Activity: Could you filter the records below down to the lines that include the word "else"?

(Collected data entries)
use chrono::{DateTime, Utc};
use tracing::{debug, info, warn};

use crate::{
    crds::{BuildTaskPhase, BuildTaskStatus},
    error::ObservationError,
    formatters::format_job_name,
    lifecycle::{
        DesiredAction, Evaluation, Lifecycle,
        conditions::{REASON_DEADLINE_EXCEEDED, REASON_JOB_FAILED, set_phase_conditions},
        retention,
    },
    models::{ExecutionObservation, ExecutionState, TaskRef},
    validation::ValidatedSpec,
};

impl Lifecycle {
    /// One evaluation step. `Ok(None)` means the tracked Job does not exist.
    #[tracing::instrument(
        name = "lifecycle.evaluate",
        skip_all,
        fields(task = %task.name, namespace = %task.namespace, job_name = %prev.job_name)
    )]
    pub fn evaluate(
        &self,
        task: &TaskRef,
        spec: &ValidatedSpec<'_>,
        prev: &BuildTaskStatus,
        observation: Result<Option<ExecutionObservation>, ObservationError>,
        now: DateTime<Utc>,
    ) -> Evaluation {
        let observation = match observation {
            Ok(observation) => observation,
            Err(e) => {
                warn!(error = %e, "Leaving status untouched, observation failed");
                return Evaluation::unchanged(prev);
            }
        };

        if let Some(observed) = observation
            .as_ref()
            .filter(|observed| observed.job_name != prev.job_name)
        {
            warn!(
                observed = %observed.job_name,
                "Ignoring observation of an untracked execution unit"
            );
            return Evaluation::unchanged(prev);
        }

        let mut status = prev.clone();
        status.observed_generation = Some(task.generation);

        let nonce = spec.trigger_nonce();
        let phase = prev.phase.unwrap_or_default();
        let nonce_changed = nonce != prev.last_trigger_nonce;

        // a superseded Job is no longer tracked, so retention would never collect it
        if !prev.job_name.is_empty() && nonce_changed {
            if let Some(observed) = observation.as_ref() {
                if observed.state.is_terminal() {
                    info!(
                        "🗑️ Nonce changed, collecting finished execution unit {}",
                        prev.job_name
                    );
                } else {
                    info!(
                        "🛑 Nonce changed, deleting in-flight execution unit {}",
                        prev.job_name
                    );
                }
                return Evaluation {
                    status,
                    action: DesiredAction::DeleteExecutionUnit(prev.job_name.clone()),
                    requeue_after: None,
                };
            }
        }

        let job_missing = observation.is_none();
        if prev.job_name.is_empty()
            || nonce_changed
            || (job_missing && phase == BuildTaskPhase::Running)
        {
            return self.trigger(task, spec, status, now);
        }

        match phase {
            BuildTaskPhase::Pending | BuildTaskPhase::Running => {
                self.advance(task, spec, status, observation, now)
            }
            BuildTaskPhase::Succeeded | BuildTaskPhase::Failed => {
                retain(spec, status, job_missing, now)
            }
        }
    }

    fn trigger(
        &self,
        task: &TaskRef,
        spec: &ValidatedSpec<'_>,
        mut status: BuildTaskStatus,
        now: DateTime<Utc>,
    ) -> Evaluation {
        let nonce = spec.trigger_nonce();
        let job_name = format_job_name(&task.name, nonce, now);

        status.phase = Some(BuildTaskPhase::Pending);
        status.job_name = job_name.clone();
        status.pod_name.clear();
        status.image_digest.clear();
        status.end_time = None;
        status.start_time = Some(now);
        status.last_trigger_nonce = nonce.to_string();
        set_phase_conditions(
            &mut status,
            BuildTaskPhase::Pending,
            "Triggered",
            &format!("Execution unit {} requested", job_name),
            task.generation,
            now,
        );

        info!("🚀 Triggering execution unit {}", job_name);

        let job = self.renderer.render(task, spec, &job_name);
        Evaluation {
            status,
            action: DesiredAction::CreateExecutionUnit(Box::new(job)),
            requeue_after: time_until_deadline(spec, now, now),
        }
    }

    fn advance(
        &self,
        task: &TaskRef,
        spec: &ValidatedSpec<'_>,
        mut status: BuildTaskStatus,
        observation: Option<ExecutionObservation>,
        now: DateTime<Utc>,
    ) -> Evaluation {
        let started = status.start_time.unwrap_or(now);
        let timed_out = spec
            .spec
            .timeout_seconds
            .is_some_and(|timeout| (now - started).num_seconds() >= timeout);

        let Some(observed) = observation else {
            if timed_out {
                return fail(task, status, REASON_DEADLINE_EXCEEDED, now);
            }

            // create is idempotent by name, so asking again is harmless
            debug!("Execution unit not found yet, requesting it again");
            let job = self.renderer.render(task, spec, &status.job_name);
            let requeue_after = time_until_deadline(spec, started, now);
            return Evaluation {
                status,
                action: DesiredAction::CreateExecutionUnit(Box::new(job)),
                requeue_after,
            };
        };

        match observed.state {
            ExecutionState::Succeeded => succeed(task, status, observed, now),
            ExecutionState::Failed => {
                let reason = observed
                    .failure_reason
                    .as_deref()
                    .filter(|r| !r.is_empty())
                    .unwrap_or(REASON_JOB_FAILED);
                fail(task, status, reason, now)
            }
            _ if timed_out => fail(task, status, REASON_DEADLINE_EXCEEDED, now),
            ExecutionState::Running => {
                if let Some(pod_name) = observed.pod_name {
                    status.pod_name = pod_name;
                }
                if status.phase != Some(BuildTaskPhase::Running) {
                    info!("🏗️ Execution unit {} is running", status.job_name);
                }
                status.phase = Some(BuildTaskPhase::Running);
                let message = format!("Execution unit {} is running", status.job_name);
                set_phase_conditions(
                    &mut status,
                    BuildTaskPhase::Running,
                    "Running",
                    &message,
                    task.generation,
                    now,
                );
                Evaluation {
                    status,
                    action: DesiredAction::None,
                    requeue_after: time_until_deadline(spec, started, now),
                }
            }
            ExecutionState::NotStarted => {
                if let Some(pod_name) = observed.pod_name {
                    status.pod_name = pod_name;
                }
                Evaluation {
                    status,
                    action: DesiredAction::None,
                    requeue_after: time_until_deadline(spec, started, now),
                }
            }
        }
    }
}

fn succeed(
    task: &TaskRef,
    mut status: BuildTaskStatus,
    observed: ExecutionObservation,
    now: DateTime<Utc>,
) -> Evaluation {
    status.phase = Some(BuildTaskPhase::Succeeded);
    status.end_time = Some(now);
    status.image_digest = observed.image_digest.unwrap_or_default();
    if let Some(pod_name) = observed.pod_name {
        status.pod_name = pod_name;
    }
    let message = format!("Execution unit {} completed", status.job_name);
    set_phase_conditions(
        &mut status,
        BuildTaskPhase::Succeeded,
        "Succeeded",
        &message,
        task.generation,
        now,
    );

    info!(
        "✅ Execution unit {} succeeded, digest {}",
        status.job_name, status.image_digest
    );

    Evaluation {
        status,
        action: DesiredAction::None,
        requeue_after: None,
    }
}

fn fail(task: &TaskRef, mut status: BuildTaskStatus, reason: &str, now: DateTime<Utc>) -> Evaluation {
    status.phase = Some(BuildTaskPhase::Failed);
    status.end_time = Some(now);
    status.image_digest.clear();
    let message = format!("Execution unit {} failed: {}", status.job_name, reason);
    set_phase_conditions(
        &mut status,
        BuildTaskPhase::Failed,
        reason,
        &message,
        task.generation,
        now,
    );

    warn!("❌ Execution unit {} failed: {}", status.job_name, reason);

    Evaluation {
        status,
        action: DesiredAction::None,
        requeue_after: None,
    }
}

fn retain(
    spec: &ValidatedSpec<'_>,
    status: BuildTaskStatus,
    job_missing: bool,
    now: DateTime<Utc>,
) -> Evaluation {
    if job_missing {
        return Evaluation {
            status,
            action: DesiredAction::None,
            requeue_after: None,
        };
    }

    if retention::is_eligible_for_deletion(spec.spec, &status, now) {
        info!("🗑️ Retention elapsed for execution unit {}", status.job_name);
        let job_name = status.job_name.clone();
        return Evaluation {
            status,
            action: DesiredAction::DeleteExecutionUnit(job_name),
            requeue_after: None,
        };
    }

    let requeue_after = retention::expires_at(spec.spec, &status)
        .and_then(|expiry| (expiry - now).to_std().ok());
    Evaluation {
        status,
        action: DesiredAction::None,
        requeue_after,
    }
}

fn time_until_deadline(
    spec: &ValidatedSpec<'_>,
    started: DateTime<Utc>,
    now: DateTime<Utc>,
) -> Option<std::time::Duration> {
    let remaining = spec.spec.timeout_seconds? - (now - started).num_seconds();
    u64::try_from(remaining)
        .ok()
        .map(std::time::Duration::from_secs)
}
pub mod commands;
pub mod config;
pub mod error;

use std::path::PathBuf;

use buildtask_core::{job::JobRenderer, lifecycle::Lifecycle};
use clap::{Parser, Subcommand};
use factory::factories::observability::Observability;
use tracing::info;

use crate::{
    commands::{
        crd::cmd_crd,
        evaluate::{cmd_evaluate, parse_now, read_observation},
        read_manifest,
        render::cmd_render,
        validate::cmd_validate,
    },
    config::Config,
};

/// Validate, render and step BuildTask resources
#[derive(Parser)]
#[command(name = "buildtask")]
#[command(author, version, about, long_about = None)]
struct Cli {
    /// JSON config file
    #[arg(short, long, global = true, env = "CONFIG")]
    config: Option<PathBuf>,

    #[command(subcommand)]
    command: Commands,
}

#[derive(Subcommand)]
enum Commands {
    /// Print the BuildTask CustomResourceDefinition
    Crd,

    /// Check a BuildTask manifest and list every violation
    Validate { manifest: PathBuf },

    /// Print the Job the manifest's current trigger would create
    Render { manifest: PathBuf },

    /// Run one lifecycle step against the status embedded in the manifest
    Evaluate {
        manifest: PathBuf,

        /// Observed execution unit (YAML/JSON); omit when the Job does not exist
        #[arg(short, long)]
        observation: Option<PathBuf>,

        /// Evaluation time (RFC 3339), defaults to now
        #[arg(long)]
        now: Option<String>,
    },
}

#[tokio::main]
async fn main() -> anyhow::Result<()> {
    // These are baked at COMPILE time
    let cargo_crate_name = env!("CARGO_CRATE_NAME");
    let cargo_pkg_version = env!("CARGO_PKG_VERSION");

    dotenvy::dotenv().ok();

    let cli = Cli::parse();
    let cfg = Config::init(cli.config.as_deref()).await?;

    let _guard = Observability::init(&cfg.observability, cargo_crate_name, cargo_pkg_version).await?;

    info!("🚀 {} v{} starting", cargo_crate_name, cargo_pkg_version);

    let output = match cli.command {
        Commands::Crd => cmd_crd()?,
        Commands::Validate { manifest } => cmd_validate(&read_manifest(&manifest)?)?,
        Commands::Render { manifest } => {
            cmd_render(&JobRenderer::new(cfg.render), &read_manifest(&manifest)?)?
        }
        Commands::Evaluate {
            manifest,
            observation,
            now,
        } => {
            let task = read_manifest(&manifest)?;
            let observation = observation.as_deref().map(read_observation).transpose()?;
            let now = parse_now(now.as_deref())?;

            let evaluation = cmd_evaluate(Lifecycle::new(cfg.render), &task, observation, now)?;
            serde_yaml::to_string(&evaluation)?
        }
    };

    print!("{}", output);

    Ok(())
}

Your response:
                } else {
        let Some(observed) = observation else {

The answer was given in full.